**Material provided**
//! HTTP middleware shared by every route

pub mod request_tracking;

pub use request_tracking::{
    request_id_layer, request_id_propagation_layer, sensitive_headers_layer, MakeTypedRequestId,
    RequestId, RequestIdError, SENSITIVE_HEADERS,
};
#[cfg(test)]
mod tests {
    use super::*;
    use crate::config::DatabaseConfig;
    use crate::database::{apply_schema, connect_in_memory, create_pool};
    use crate::model::{Author, Book, Category, NewAuthor, NewBook, NewCategory, Price};

    struct Catalog {
        authors: SqlRepository<Author>,
        categories: SqlRepository<Category>,
        books: SqlRepository<Book>,
    }

    async fn catalog() -> Catalog {
        let pool = connect_in_memory().await.unwrap();
        Catalog {
            authors: SqlRepository::new(pool.clone()),
            categories: SqlRepository::new(pool.clone()),
            books: SqlRepository::new(pool),
        }
    }

    fn new_author(name: &str) -> NewAuthor {
        NewAuthor {
            name: name.to_string(),
        }
    }

    fn book(title: &str, author_id: i64, category_id: i64) -> NewBook {
        NewBook {
            title: title.to_string(),
            price: Price::from_cents(1299),
            author_id,
            category_id,
        }
    }

    async fn seeded() -> (Catalog, Author, Category) {
        let catalog = catalog().await;
        let author = catalog.authors.create(new_author("Octavia Butler")).await.unwrap();
        let category = catalog
            .categories
            .create(NewCategory {
                name: "Science Fiction".to_string(),
            })
            .await
            .unwrap();
        (catalog, author, category)
    }

    #[test]
    fn test_statements_render_from_descriptor() {
        let statements = Statements::render(&Book::DESCRIPTOR);
        assert_eq!(
            statements.insert,
            "INSERT INTO books (title, price_cents, author_id, category_id) VALUES (?, ?, ?, ?) \
             RETURNING id, title, price_cents, author_id, category_id"
        );
        assert_eq!(
            statements.update,
            "UPDATE books SET title = ?, price_cents = ?, author_id = ?, category_id = ? \
             WHERE id = ? RETURNING id, title, price_cents, author_id, category_id"
        );
        assert_eq!(statements.delete, "DELETE FROM books WHERE id = ?");
        assert_eq!(statements.count, "SELECT COUNT(*) FROM books");
    }

    #[tokio::test]
    async fn test_list_empty_table() {
        let catalog = catalog().await;
        let page = catalog.authors.list(1, 10).await.unwrap();
        assert!(page.items.is_empty());
        assert_eq!(page.page, 1);
        assert_eq!(page.total_pages, 0);
    }

    #[tokio::test]
    async fn test_list_preserves_insertion_order() {
        let catalog = catalog().await;
        let mut created = Vec::new();
        for name in ["Le Guin", "Herbert", "Asimov", "Banks"] {
            created.push(catalog.authors.create(new_author(name)).await.unwrap());
        }

        let page = catalog.authors.list(1, 10).await.unwrap();
        assert_eq!(page.items, created);
        assert_eq!(page.total_pages, 1);
    }

    #[tokio::test]
    async fn test_list_second_page_and_past_end() {
        let catalog = catalog().await;
        for n in 0..5 {
            catalog
                .authors
                .create(new_author(&format!("Author {}", n)))
                .await
                .unwrap();
        }

        let page = catalog.authors.list(2, 2).await.unwrap();
        let names: Vec<_> = page.items.iter().map(|a| a.name.as_str()).collect();
        assert_eq!(names, ["Author 2", "Author 3"]);
        assert_eq!(page.total_pages, 3);

        let beyond = catalog.authors.list(9, 2).await.unwrap();
        assert!(beyond.items.is_empty());
        assert_eq!(beyond.page, 9);
        assert_eq!(beyond.total_pages, 3);
    }

    #[tokio::test]
    async fn test_list_rejects_invalid_arguments() {
        let catalog = catalog().await;
        let err = catalog.books.list(0, 10).await.unwrap_err();
        assert_eq!(err.kind, RepositoryErrorKind::InvalidArgument);
        assert_eq!(err.entity_type.as_deref(), Some("Book"));

        let err = catalog.books.list(1, 0).await.unwrap_err();
        assert_eq!(err.kind, RepositoryErrorKind::InvalidArgument);
    }

    #[tokio::test]
    async fn test_create_then_get_round_trips() {
        let (catalog, author, category) = seeded().await;
        let created = catalog
            .books
            .create(book("Kindred", author.id, category.id))
            .await
            .unwrap();

        let fetched = catalog.books.get_by_id(created.id).await.unwrap();
        assert_eq!(fetched.as_ref(), Some(&created));
        assert_eq!(created.title, "Kindred");
        assert_eq!(created.price, Price::from_cents(1299));

        let again = catalog.books.get_by_id(created.id).await.unwrap();
        assert_eq!(fetched, again);
    }

    #[tokio::test]
    async fn test_get_missing_returns_none() {
        let catalog = catalog().await;
        assert_eq!(catalog.authors.get_by_id(1).await.unwrap(), None);
        assert_eq!(catalog.authors.get_by_id(-5).await.unwrap(), None);
    }

    #[tokio::test]
    async fn test_create_book_with_missing_author_is_constraint_violation() {
        let (catalog, _, category) = seeded().await;
        let err = catalog
            .books
            .create(book("Orphan", 999, category.id))
            .await
            .unwrap_err();
        assert_eq!(err.kind, RepositoryErrorKind::ConstraintViolation);
        assert_eq!(err.operation, RepositoryOperation::Create);
        assert!(err.message.contains("does not exist"));
        assert_eq!(catalog.books.list(1, 10).await.unwrap().total_pages, 0);
    }

    #[tokio::test]
    async fn test_storage_rejects_overlong_name() {
        let catalog = catalog().await;
        let err = catalog
            .authors
            .create(new_author(&"x".repeat(51)))
            .await
            .unwrap_err();
        assert_eq!(err.kind, RepositoryErrorKind::ConstraintViolation);
    }

    #[tokio::test]
    async fn test_update_overwrites_fields_and_keeps_id() {
        let (catalog, author, category) = seeded().await;
        let other = catalog.authors.create(new_author("N. K. Jemisin")).await.unwrap();
        let created = catalog
            .books
            .create(book("Dawn", author.id, category.id))
            .await
            .unwrap();

        let updated = catalog
            .books
            .update(Book {
                title: "The Fifth Season".to_string(),
                price: Price::from_cents(1850),
                author_id: other.id,
                ..created.clone()
            })
            .await
            .unwrap();

        assert_eq!(updated.id, created.id);
        assert_eq!(updated.title, "The Fifth Season");
        assert_eq!(updated.author_id, other.id);
        assert_eq!(
            catalog.books.get_by_id(created.id).await.unwrap(),
            Some(updated)
        );
    }

    #[tokio::test]
    async fn test_update_missing_is_not_found_and_writes_nothing() {
        let (catalog, _, _) = seeded().await;
        let err = catalog
            .authors
            .update(Author {
                id: 42,
                name: "Ghost".to_string(),
            })
            .await
            .unwrap_err();
        assert_eq!(err.kind, RepositoryErrorKind::NotFound);
        assert_eq!(err.entity_id, Some(42));

        let page = catalog.authors.list(1, 10).await.unwrap();
        assert_eq!(page.items.len(), 1);
        assert!(page.items.iter().all(|a| a.name != "Ghost"));
    }

    #[tokio::test]
    async fn test_update_book_to_missing_category_is_constraint_violation() {
        let (catalog, author, category) = seeded().await;
        let created = catalog
            .books
            .create(book("Parable of the Sower", author.id, category.id))
            .await
            .unwrap();

        let err = catalog
            .books
            .update(Book {
                category_id: 404,
                ..created.clone()
            })
            .await
            .unwrap_err();
        assert_eq!(err.kind, RepositoryErrorKind::ConstraintViolation);
        assert_eq!(err.operation, RepositoryOperation::Update);
        assert_eq!(
            catalog.books.get_by_id(created.id).await.unwrap(),
            Some(created)
        );
    }

    #[tokio::test]
    async fn test_update_persists_non_positive_price_as_given() {
        let (catalog, author, category) = seeded().await;
        let created = catalog
            .books
            .create(book("Free", author.id, category.id))
            .await
            .unwrap();

        let updated = catalog
            .books
            .update(Book {
                price: Price::from_cents(-100),
                ..created
            })
            .await
            .unwrap();
        assert_eq!(updated.price, Price::from_cents(-100));
    }

    #[tokio::test]
    async fn test_delete_missing_is_not_found() {
        let catalog = catalog().await;
        let err = catalog.categories.delete(7).await.unwrap_err();
        assert_eq!(err.kind, RepositoryErrorKind::NotFound);
        assert_eq!(err.operation, RepositoryOperation::Delete);
    }

    #[tokio::test]
    async fn test_delete_referenced_author_is_constraint_violation() {
        let (catalog, author, category) = seeded().await;
        let created = catalog
            .books
            .create(book("Wild Seed", author.id, category.id))
            .await
            .unwrap();

        let err = catalog.authors.delete(author.id).await.unwrap_err();
        assert_eq!(err.kind, RepositoryErrorKind::ConstraintViolation);
        assert_eq!(
            err.message,
            format!("Author {} is still referenced by Book rows", author.id)
        );

        assert_eq!(
            catalog.authors.get_by_id(author.id).await.unwrap(),
            Some(author)
        );
        assert_eq!(
            catalog.books.get_by_id(created.id).await.unwrap(),
            Some(created)
        );
    }

    #[tokio::test]
    async fn test_delete_referenced_category_is_constraint_violation() {
        let (catalog, author, category) = seeded().await;
        catalog
            .books
            .create(book("Lilith's Brood", author.id, category.id))
            .await
            .unwrap();

        let err = catalog.categories.delete(category.id).await.unwrap_err();
        assert_eq!(err.kind, RepositoryErrorKind::ConstraintViolation);
    }

    #[tokio::test]
    async fn test_delete_then_get_is_absent() {
        let (catalog, author, category) = seeded().await;
        let created = catalog
            .books
            .create(book("Fledgling", author.id, category.id))
            .await
            .unwrap();

        catalog.books.delete(created.id).await.unwrap();
        assert_eq!(catalog.books.get_by_id(created.id).await.unwrap(), None);

        // Once the book is gone the author is no longer restricted.
        catalog.authors.delete(author.id).await.unwrap();
        assert_eq!(catalog.authors.get_by_id(author.id).await.unwrap(), None);
    }

    #[tokio::test]
    async fn test_relation_loader_finds_books_by_parent() {
        let (catalog, author, category) = seeded().await;
        let other = catalog.authors.create(new_author("Iain M. Banks")).await.unwrap();
        let first = catalog
            .books
            .create(book("Kindred", author.id, category.id))
            .await
            .unwrap();
        catalog
            .books
            .create(book("Excession", other.id, category.id))
            .await
            .unwrap();
        let second = catalog
            .books
            .create(book("Dawn", author.id, category.id))
            .await
            .unwrap();

        let by_author = RelationLoader::<Author, Book>::load_many(&catalog.books, author.id)
            .await
            .unwrap();
        assert_eq!(by_author, vec![first, second]);

        let in_category = RelationLoader::<Category, Book>::count(&catalog.books, category.id)
            .await
            .unwrap();
        assert_eq!(in_category, 3);

        let none = RelationLoader::<Author, Book>::count(&catalog.books, 999)
            .await
            .unwrap();
        assert_eq!(none, 0);
    }

    async fn file_pool(dir: &tempfile::TempDir) -> SqlitePool {
        let config = DatabaseConfig {
            url: format!("sqlite://{}", dir.path().join("catalog.db").display()),
            max_retries: 0,
            ..DatabaseConfig::default()
        };
        let pool = create_pool(&config).await.unwrap();
        apply_schema(&pool).await.unwrap();
        pool
    }

    #[tokio::test]
    async fn test_file_pool_classifies_restricted_delete() {
        let dir = tempfile::tempdir().unwrap();
        let pool = file_pool(&dir).await;
        let authors = SqlRepository::<Author>::new(pool.clone());
        let categories = SqlRepository::<Category>::new(pool.clone());
        let books = SqlRepository::<Book>::new(pool.clone());

        let author = authors.create(new_author("Ursula K. Le Guin")).await.unwrap();
        let category = categories
            .create(NewCategory {
                name: "Fantasy".to_string(),
            })
            .await
            .unwrap();
        books
            .create(book("A Wizard of Earthsea", author.id, category.id))
            .await
            .unwrap();

        let err = authors.delete(author.id).await.unwrap_err();
        assert_eq!(err.kind, RepositoryErrorKind::ConstraintViolation);
        assert_eq!(
            err.message,
            format!("Author {} is still referenced by Book rows", author.id)
        );

        let err = categories.delete(category.id).await.unwrap_err();
        assert_eq!(err.kind, RepositoryErrorKind::ConstraintViolation);
        assert_eq!(
            err.message,
            format!("Category {} is still referenced by Book rows", category.id)
        );
        pool.close().await;
    }

    #[tokio::test(flavor = "multi_thread", worker_threads = 4)]
    async fn test_concurrent_calls_across_repositories() {
        let dir = tempfile::tempdir().unwrap();
        let pool = file_pool(&dir).await;
        let category_id = SqlRepository::<Category>::new(pool.clone())
            .create(NewCategory {
                name: "Anthology".to_string(),
            })
            .await
            .unwrap()
            .id;

        let mut tasks = Vec::new();
        for n in 0..8 {
            let pool = pool.clone();
            tasks.push(tokio::spawn(async move {
                let authors = SqlRepository::<Author>::new(pool.clone());
                let books = SqlRepository::<Book>::new(pool);

                let author = authors
                    .create(new_author(&format!("Contributor {}", n)))
                    .await?;
                let created = books
                    .create(book(&format!("Story {}", n), author.id, category_id))
                    .await?;
                books.list(1, 5).await?;
                authors.list(1, 5).await?;

                let restricted = authors.delete(author.id).await;
                assert!(matches!(
                    restricted,
                    Err(ref e) if e.kind == RepositoryErrorKind::ConstraintViolation
                ));

                books.delete(created.id).await?;
                authors.delete(author.id).await?;
                Ok::<_, RepositoryError>(())
            }));
        }

        for task in tasks {
            task.await.unwrap().unwrap();
        }

        let authors = SqlRepository::<Author>::new(pool.clone());
        let books = SqlRepository::<Book>::new(pool.clone());
        assert_eq!(authors.list(1, 10).await.unwrap().total_pages, 0);
        assert_eq!(books.list(1, 10).await.unwrap().total_pages, 0);
        pool.close().await;
    }
}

**What you need to do**
Return every line from the one holding "let restricted = authors.delete(author.id).await;" through the end of the data, exactly as it appears, with both ends kept and nothing else.

**Response to this task**
                let restricted = authors.delete(author.id).await;
                assert!(matches!(
                    restricted,
                    Err(ref e) if e.kind == RepositoryErrorKind::ConstraintViolation
                ));

                books.delete(created.id).await?;
                authors.delete(author.id).await?;
                Ok::<_, RepositoryError>(())
            }));
        }

        for task in tasks {
            task.await.unwrap().unwrap();
        }

        let authors = SqlRepository::<Author>::new(pool.clone());
        let books = SqlRepository::<Book>::new(pool.clone());
        assert_eq!(authors.list(1, 10).await.unwrap().total_pages, 0);
        assert_eq!(books.list(1, 10).await.unwrap().total_pages, 0);
        pool.close().await;
    }
}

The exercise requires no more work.